The Star obtained the documents through a freedom of information request. The ministry justified redacting some material by saying it was advice to the government and exempt under access to information laws.

Ministry spokesman David Mullock said Friday that redaction decisions are made by the ministry’s freedom of information staff and do not go to the minister’s office for approval.

The Star is appealing that decision to the information and privacy commissioner.

Jeffrey Baldwin died of starvation at the hands of his grandparents, Norman Kidman and Elva Bottineau, in 2002 after being placed in their care by the Catholic Children’s Aid Society. The CCAS has said it did not check its own files on Kidman and Bottineau before placing Jeffrey in their care, where he was kept inside a locked bedroom with almost no access to a toilet. He weighed 21 pounds when he died.

Bottineau and Kidman, who already had separate convictions for assault on their own children, were convicted of second-degree murder and sentenced to life in prison in 2006.

The ministry was criticized for not seeking standing at the coroner’s inquest, despite the fact that it is ultimately responsible for the province’s child protection system. In fact, 49 of the inquest jury’s 104 non-binding recommendations were relevant to the ministry, including one that called on it to seek standing in future inquests dealing with the deaths of children in care.

The coroner’s counsel sent the ministry a letter in January 2013 asking if it wanted to seek standing at the inquest, but was told in August it would not.

At inquests, parties with standing can question witnesses. Jeffrey’s own grandmother and murderer sought standing about halfway through the proceedings, and spent one day on the witness stand.

Mullock said the ministry believed “the parties who had standing at the inquest were well positioned to present the relevant information and explore all issues.”

The ministry has said in the past that its staff was present in the inquest audience each day, and that it did send one witness to testify, although other parties with standing, including Elman, have complained the witness was not an upper-level civil servant and failed to answer many of their questions.

The parts of the briefing notes that were not censored shed some light on the ministry’s reaction to the inquest, which include the creation of a “JB Inquest Management Strategy,” with the participation of at least five separate departments that worked on legal and communication issues, including regularly monitoring media coverage of the inquest.

The records also contain prepared media lines for communications staff, organized under subtitles such as “If asked why the Ministry didn’t seek standing” and “If asked why the Minister or Ministry wasn’t present.”

The answers provided are exactly like those given by Mullock on Friday, as well as by then children and youth services minister Teresa Piruzza, who spoke to the Star after the inquest concluded in February and who did not attend the proceedings.

The ministry’s response to the Baldwin inquest has also left critics wondering if it will be any different when another inquest looking into a horrific child death begins, likely early next year.

Katelynn Sampson was 7 years old when she died in 2008, after being repeatedly beaten by her guardians, crack addicts who had been awarded custody by a family court judge.

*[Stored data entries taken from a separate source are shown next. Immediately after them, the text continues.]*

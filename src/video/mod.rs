//! Video assembly.
//!
//! This module provides:
//! * [`Transcoder`]: blocking trait over the external encoder.
//! * [`FfmpegTranscoder`]: ffmpeg concat-demuxer slideshow, mux and ffprobe.
//! * [`VideoAssembler`]: async driver that runs the transcoder off the
//!   runtime and cleans up intermediates.

pub mod assembler;
pub mod scratch;
pub mod transcoder;

// ---------------------------------------------------------------------------
// Public re-exports
// ---------------------------------------------------------------------------

pub use assembler::{AssembleError, VideoAssembler};
pub use scratch::ScopedFiles;
pub use transcoder::{concat_list, FfmpegTranscoder, RenderSettings, Transcoder, TranscoderError};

Donna Irving and boyfriend Warren Johnson pleaded guilty to second-degree murder.

An inquest examining the circumstances of her death was announced two years ago. When asked if the ministry would seek standing there, Mullock would say only that a date has not yet been set for the inquest.

MPP Jim McDonell, children and youth services critic for the Progressive Conservatives, said there’s no question the ministry should be actively involved.

“If you’re really interested in getting to the bottom of things and making changes, you have to get involved and be there and question those witnesses about their own experiences,” he said. “That opportunity (with the Baldwin inquest) is missed now, and I hope they don’t do the same with Katelynn Sampson, or it will be another important learning experience gone.”

Source: Toronto Star

Fixcas has a copy of the coroner's jury recommendations for JB, Jeffrey Baldwin.

Elman explains his comment on Facebook:

Irwin Elman

Perhaps an incendiary comment but...I was referring to the 19000 plus serious occurrence reports the Ministry of Children and Youth receives every year re children in residential care. The ones that get noticed in my mind, that get to the top of the pile are those that might make it to the public. Then an "issue management plan" is created. We have asked for 3 months of serious occurrence reports to be sent to us. At this point they will be redacted. We will try to analyze them nevertheless. When Bill 8 passes we will move forward.

Source: Facebook, Irwin Elman

Police Threaten to Remove Baby

October 4, 2014 permalink

Andre Stockett and his two-week-old son were passengers in a car driven by his wife when they were stopped for no apparent reason by the Sandusky Ohio police. The police changed their reason for the stop from driving without a license to driving without headlights (on a bright sunny day). When Andre was ordered out of the car, he assessed that as the black husband of a white wife, his life was in danger and refused to comply. The police resorted to threats to induce compliance. At 4:12 and 5:22 in the video police say the baby will be delivered to child services.

The video was posted on October 2 to YouTube, fixcas has a local copy (mp4). The name of the father comes from the website The Free Thought Project.

Bursary $0

October 4, 2014 permalink

In the past fixcas has noted the astonishingly small amounts of the bursaries awarded to foster children to support their higher education [1] [2] [3] [4]. Now British Columbia has achieved the ultimate in small bursary size: zero. The province will reduce other benefits paid to a foster student by the amount of any bursary received.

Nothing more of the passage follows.